To support your compensation strategy, Heather recommends using PeopleAdmin’s Position Management solution, which simplifies job description, classification and position framework processes, to “evaluate the position and determine its appropriate level of pay.”
Once you’ve determined the appropriate compensation based on well-defined duties and responsibilities, applying it consistently is key. “I suspect the gender pay gap comes into play when supervisors deviate from the market value without sound rationale,” Heather explained. “If there’s a deviation from the previously determined salary, there needs to be a solid reason, like offsetting a change in the cost of living in the area you’re recruiting from.”
To prevent supervisors from changing compensation without a sound rationale, you can use an automated approval process that ensures the right people approve any salary adjustments. “Most institutions have an extensive approval process, but Position Management can automate that process and clearly define workflows,” Heather said. “That helps you get an approval quicker and allows you to involve additional people so you’re making a more informed decision.”
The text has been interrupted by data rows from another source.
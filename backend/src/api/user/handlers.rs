//! Handler functions for the signed-in user's profile.

use axum::extract::State;
use axum::Json;
use serde::Deserialize;
use tracing::info;

use crate::auth::service::{hash_password_blocking, verify_password_blocking};
use crate::auth::AuthUser;
use crate::database::models::User;
use crate::database::queries;
use crate::errors::{AppError, AppResult};
use crate::server::AppState;
use crate::utils::is_valid_phone;

pub async fn me(AuthUser { user, .. }: AuthUser) -> Json<User> {
    Json(user)
}

#[derive(Debug, Default, Deserialize)]
pub struct ProfileUpdate {
    pub first_name: Option<String>,
    pub last_name: Option<String>,
    pub phone: Option<String>,
    pub current_password: Option<String>,
    pub new_password: Option<String>,
}

pub async fn update_me(
    State(state): State<AppState>,
    AuthUser { user, .. }: AuthUser,
    Json(update): Json<ProfileUpdate>,
) -> AppResult<Json<User>> {
    let first_name = update
        .first_name
        .as_deref()
        .map(str::trim)
        .unwrap_or(&user.first_name);
    let last_name = update
        .last_name
        .as_deref()
        .map(str::trim)
        .unwrap_or(&user.last_name);
    let phone = match update.phone.as_deref().map(str::trim) {
        Some("") => None,
        Some(phone) if is_valid_phone(phone) => Some(phone),
        Some(_) => return Err(AppError::validation("Enter a valid 10-digit phone number.")),
        None => user.phone.as_deref(),
    };

    let new_hash = match (&update.current_password, &update.new_password) {
        (_, None) => None,
        (Some(current), Some(new)) => {
            if !verify_password_blocking(current.clone(), user.password_hash.clone()).await? {
                return Err(AppError::validation("Current password is incorrect."));
            }
            if new.is_empty() {
                return Err(AppError::validation("Password is required."));
            }
            Some(hash_password_blocking(new.clone(), state.config.auth.password_iterations).await?)
        }
        (None, Some(_)) => return Err(AppError::validation("Current password is incorrect.")),
    };

    let updated = state.db.with_tx(|tx| {
        queries::update_user_profile(tx, &user.id, first_name, last_name, phone)?;
        if let Some(hash) = &new_hash {
            queries::update_user_password(tx, &user.id, hash)?;
            info!("Password changed for {}", user.email);
        }
        queries::get_user(tx, &user.id)?.ok_or_else(|| AppError::not_found("User not found."))
    })?;
    Ok(Json(updated))
}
And when any changes are made, they’re documented and ready for audits. “You have to be able to show the journey and the business decisions that informed the eventual outcomes,” Heather said. “Capturing that information ensures transparency around when a decision was made, how it was made, and what roles were involved in making that decision.”
By creating a market-aligned compensation structure based on the responsibilities of the position and ensuring any deviation from that structure is well-informed and documented, Heather said, you ensure you’re paying “according to the position’s value, regardless of gender.”